**About this exercise:** Which of the lines below holds the string "lookup"? Copy every line that does.

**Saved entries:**

----------

//! Messages and identifiers for the suggest widget.
//!
//! Every message carries the id of the widget instance it belongs to, so
//! several widgets can coexist in one program without reading each other's
//! fetch results.

use crate::rule::PrefixRule;
use std::sync::atomic::{AtomicUsize, Ordering};

/// Identifier of one widget instance.
pub type WidgetId = usize;

static NEXT_ID: AtomicUsize = AtomicUsize::new(1);

/// Allocates a process-unique widget id.
pub(crate) fn next_widget_id() -> WidgetId {
    NEXT_ID.fetch_add(1, Ordering::Relaxed)
}

/// A resolved suggestion lookup.
///
/// Carries the rule and query that produced it so the widget can format the
/// items exactly as the lookup saw them, even if the input has moved on.
/// Results are applied in arrival order, last write wins; see the module
/// documentation of [`crate::suggest`] for the out-of-order caveat.
#[derive(Debug, Clone)]
pub struct SuggestionsMsg {
    /// The widget this result belongs to.
    pub id: WidgetId,
    /// The rule that was active when the lookup was issued.
    pub rule: PrefixRule,
    /// The query text sent to the endpoint.
    pub query: String,
    /// The ordered suggestion strings, possibly empty.
    pub suggestions: Vec<String>,
}

/// A failed suggestion lookup. The widget logs it and closes the panel.
#[derive(Debug, Clone)]
pub struct SuggestErrorMsg {
    /// The widget the failed lookup belongs to.
    pub id: WidgetId,
    /// A display string of the underlying error.
    pub error: String,
}

/// Emitted after a suggestion commit or a clear, carrying the new input
/// value. Host models observe this to re-run their own search.
#[derive(Debug, Clone)]
pub struct CommittedMsg {
    /// The widget that committed.
    pub id: WidgetId,
    /// The committed input value; empty after a clear.
    pub value: String,
}

/// Commits the suggestion at `index` of the addressed widget.
///
/// This is the message-driven selection entry point for callers outside the
/// widget's own key handling. An out-of-range index falls back to item 0;
/// the message is a no-op when the widget has no suggestions.
#[derive(Debug, Clone)]
pub struct SelectMsg {
    /// The widget to commit in.
    pub id: WidgetId,
    /// Index into the current suggestion list.
    pub index: usize,
}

----------

**Answer:**
/// A resolved suggestion lookup.
/// items exactly as the lookup saw them, even if the input has moved on.
    /// The rule that was active when the lookup was issued.
/// A failed suggestion lookup. The widget logs it and closes the panel.
    /// The widget the failed lookup belongs to.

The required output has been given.